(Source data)
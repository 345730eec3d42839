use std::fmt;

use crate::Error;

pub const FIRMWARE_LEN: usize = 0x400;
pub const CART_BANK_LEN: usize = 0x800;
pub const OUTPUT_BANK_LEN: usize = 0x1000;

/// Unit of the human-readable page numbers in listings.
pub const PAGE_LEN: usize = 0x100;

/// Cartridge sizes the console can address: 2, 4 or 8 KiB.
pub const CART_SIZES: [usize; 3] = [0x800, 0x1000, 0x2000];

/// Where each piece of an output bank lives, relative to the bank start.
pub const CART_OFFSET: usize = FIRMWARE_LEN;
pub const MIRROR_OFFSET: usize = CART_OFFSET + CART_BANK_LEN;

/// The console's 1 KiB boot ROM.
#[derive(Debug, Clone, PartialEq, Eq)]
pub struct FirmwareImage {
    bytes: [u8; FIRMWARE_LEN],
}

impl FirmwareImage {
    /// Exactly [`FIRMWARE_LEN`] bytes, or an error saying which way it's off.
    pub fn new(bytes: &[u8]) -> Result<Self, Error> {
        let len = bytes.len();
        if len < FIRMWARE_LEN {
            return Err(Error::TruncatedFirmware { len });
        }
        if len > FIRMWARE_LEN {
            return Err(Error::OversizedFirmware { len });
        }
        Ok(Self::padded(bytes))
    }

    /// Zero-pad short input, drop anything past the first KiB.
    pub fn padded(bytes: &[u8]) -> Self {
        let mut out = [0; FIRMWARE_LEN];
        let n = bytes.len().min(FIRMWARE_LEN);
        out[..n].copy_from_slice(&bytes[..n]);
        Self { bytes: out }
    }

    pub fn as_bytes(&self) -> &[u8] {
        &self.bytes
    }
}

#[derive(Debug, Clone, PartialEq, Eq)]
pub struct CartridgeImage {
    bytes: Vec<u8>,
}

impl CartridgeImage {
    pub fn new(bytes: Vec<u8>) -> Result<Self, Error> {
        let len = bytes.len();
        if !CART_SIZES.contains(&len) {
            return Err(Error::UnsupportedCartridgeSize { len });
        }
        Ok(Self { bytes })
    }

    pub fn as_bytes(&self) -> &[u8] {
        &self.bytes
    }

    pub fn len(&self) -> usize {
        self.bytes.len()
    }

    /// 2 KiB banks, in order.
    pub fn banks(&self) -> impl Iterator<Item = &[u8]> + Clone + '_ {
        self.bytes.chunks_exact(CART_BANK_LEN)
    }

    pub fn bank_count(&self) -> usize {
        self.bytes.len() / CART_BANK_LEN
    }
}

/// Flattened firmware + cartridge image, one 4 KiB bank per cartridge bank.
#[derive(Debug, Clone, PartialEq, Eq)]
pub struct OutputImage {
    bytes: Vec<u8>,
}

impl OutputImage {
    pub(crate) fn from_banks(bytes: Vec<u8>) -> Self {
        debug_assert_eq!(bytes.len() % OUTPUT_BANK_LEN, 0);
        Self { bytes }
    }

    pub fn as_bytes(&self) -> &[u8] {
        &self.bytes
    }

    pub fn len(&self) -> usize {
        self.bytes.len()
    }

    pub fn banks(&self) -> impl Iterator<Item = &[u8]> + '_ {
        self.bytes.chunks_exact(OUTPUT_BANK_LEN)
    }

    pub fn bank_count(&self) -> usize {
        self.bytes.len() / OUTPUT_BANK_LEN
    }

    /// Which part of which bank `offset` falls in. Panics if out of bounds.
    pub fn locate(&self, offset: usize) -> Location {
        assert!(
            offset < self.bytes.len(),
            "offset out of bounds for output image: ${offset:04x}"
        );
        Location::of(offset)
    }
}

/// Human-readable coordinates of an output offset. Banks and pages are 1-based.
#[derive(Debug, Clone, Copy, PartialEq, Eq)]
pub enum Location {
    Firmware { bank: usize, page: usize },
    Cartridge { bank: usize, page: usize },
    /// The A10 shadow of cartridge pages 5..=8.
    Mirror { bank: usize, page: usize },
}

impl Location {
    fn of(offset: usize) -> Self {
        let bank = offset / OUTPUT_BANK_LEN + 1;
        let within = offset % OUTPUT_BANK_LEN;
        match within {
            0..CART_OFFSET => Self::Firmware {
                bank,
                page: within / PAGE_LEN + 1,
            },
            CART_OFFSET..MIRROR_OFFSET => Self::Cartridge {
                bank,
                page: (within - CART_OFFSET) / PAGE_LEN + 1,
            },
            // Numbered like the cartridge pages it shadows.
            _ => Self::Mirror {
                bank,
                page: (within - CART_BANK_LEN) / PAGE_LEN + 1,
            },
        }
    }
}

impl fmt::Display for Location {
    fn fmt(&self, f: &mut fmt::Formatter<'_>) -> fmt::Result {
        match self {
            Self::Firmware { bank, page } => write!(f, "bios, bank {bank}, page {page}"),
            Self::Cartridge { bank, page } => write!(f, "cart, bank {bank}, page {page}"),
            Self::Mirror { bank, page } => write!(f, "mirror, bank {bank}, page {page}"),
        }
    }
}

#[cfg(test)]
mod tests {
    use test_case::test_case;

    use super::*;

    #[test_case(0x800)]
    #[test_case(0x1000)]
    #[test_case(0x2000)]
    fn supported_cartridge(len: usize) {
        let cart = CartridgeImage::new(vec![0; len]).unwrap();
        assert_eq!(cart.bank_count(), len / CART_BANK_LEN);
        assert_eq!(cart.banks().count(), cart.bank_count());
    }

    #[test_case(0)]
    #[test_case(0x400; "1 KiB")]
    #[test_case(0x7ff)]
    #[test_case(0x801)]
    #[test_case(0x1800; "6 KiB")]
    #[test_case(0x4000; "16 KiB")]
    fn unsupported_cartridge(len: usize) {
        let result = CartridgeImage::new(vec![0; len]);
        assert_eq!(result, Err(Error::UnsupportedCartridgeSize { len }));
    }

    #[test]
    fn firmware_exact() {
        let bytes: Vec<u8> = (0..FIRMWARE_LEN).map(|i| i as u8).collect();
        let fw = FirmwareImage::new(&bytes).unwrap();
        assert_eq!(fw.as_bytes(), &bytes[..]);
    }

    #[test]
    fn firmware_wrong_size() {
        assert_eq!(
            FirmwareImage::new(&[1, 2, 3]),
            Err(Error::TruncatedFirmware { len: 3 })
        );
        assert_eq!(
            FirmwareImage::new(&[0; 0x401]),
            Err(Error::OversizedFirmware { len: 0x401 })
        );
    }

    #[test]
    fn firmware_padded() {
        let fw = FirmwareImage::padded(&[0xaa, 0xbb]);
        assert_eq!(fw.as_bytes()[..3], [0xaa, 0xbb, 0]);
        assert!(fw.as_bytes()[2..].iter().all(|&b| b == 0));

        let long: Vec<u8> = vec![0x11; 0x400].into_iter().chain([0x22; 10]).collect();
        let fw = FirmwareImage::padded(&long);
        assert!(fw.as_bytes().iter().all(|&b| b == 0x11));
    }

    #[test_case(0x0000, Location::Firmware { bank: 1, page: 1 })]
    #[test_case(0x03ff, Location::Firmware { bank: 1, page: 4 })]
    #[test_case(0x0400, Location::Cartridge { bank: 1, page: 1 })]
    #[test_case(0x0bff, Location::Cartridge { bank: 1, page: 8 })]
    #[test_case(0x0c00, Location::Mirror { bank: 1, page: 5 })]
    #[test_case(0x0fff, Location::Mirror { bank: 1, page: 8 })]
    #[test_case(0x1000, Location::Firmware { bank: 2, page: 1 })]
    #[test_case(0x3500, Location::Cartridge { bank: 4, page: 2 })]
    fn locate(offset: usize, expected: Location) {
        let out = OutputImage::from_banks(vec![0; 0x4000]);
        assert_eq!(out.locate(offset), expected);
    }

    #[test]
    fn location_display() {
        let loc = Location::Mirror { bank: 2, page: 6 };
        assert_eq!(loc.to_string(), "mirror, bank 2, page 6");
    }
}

**Problem requirements**. In the records above, find every line containing the word "pages" and show it.

**Problem solution**.
/// Human-readable coordinates of an output offset. Banks and pages are 1-based.
    /// The A10 shadow of cartridge pages 5..=8.
            // Numbered like the cartridge pages it shadows.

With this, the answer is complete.